Solvers#
Solvers are responsible for action selection in ManiDreams. A solver generates candidate actions, evaluates them using the TSIP and Cage, and returns the best action. Solvers are organized into two families: Samplers (policy-based) and Optimizers (planning-based).
Abstract Interface#
class SolverBase(ABC):
@abstractmethod
def solve(self, action_space, cage, tsip, current_dris, verbose=False)
-> Tuple[Any, List[float], List[bool]]:
"""Select the best action. Returns (best_action, costs, validations)."""
@abstractmethod
def action_generator(self, action_space=None) -> List[Any]:
"""Generate candidate actions for evaluation."""
def reset(self) -> None: ...
The solve() method is the primary entry point. When operating in CAGE mode, it internally calls action_generator() to produce candidates, tsip.next() to predict outcomes, cage.evaluate()/cage.validate() to score them, and returns the best action. The selection strategy prefers valid actions first, then selects the one with lowest cost.
Samplers#
Samplers (src/manidreams/solvers/samplers/) provide policy-based action generation.
SamplerBase#
Abstract base class defining sample(num_samples) -> List[Any].
DiscreteSampler#
Enumerates all actions in a discrete action space as single-step trajectories [[0], [1], ..., [n-1]]. Used with GeometricOptimizer for tasks with discrete action spaces.
GaussianSampler#
Samples continuous action trajectories from a Gaussian distribution N(mean, std) with shape [horizon, action_dim]. Supports online distribution updates for CEM-style optimization. Used with MPPIOptimizer.
PolicySampler#
The primary solver for RL-based tasks. Extends SolverBase (not SamplerBase) because it implements the full solve loop. Operates in two modes:
Baseline mode (num_samples=1 or cage=None):
obs → policy.get_action(obs, deterministic=True) → single action → execute
No TSIP evaluation. No cage checking. The policy’s output is directly executed.

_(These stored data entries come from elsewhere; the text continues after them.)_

//! Signed request pipeline for the whitelist portal API.
//!
//! # Overview
//! Every backend call is signed with `X-Timestamp`/`X-Nonce`/`X-Sign`,
//! addressed either directly to the backend or to the same-origin proxy, and
//! answered with a `{code, data, msg}` envelope. This crate builds those
//! requests and unwraps those envelopes without touching the network
//! (host-does-IO pattern); the `transport` feature adds an async executor.
//!
//! # Design
//! - `PortalClient` holds only the resolved base URL, signer and default
//!   deadline. Configuration and runtime context are injected at
//!   construction.
//! - Endpoint builders (`api`) are thin: signing, base URL and envelope
//!   handling all happen in `PortalClient`.
//! - `ApiError` keeps transport failures apart from application rejections.

pub mod api;
pub mod client;
pub mod config;
pub mod envelope;
pub mod error;
pub mod http;
pub mod signer;
#[cfg(feature = "transport")]
pub mod transport;
pub mod types;

pub use client::{PortalClient, TOKEN_HEADER};
pub use config::{ClientConfig, RuntimeContext, PROXY_BASE_PATH};
pub use envelope::{unwrap_envelope, Envelope, SUCCESS_CODE};
pub use error::{ApiError, ConfigError, FALLBACK_MESSAGE};
pub use http::{HttpMethod, HttpRequest, HttpResponse};
pub use signer::{SignedHeaders, Signer};
#[cfg(feature = "transport")]
pub use transport::{ApiClient, CancelToken};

CAGE mode (num_samples > 1 with cage and TSIP):
obs → policy.sample_actions(N) → N candidate actions
→ tsip.next(dris, [a_0, ..., a_{N-1}]) → [DRIS_0, ..., DRIS_{N-1}]
→ cage.evaluate([DRIS_0, ..., DRIS_{N-1}]) → [cost_0, ..., cost_{N-1}]
→ cage.validate([DRIS_0, ..., DRIS_{N-1}]) → [valid_0, ..., valid_{N-1}]
→ select best: prefer valid, then lowest cost
→ execute best action
Constructor:
PolicySampler(
policy_model, # RL policy with get_action() interface
obs_encoder=None, # Optional encoder (e.g., PointCloudAE)
obs_mapper=None, # Maps raw observations to model input
action_mapper=None, # Maps model output to control commands
num_samples=1, # Number of candidate actions (1 = baseline)
deterministic=True, # Use policy mean vs. stochastic sampling
device='cpu',
)
Optional components:
obs_encoder: Transforms raw observations before feeding to the policy (e.g., PointCloudAE encodes point clouds to a latent vector)obs_mapper: Maps raw environment observations to the format expected by the policyaction_mapper: Maps policy output to the control command format expected by the backend
Optimizers#
Optimizers (src/manidreams/solvers/optimizers/) provide planning-based action selection via trajectory optimization.
MPCOptimizer#
Base MPC solver with configurable horizon, discount factor, and trajectory rollout. Implements _rollout() (serial or parallel), _evaluate() (discounted cumulative cost over trajectory), and _select_best(). Automatically detects whether the TSIP supports parallel rollout and falls back to serial execution otherwise.
For planning-based solvers, the pipeline extends to multi-step trajectory evaluation:
1. Generate K trajectories of horizon H:
T_k = [a_k^0, a_k^1, ..., a_k^{H-1}] for k = 0, ..., K-1
2. Rollout each trajectory through TSIP:
DRIS_k^0 → (a_k^0) → DRIS_k^1 → (a_k^1) → ... → DRIS_k^{H-1}
3. Evaluate trajectory cost with discounting:
cost_k = sum_{h=0}^{H-1} discount^h * cage.evaluate(DRIS_k^h)
valid_k = all(cage.validate(DRIS_k^h) for h in 0..H-1)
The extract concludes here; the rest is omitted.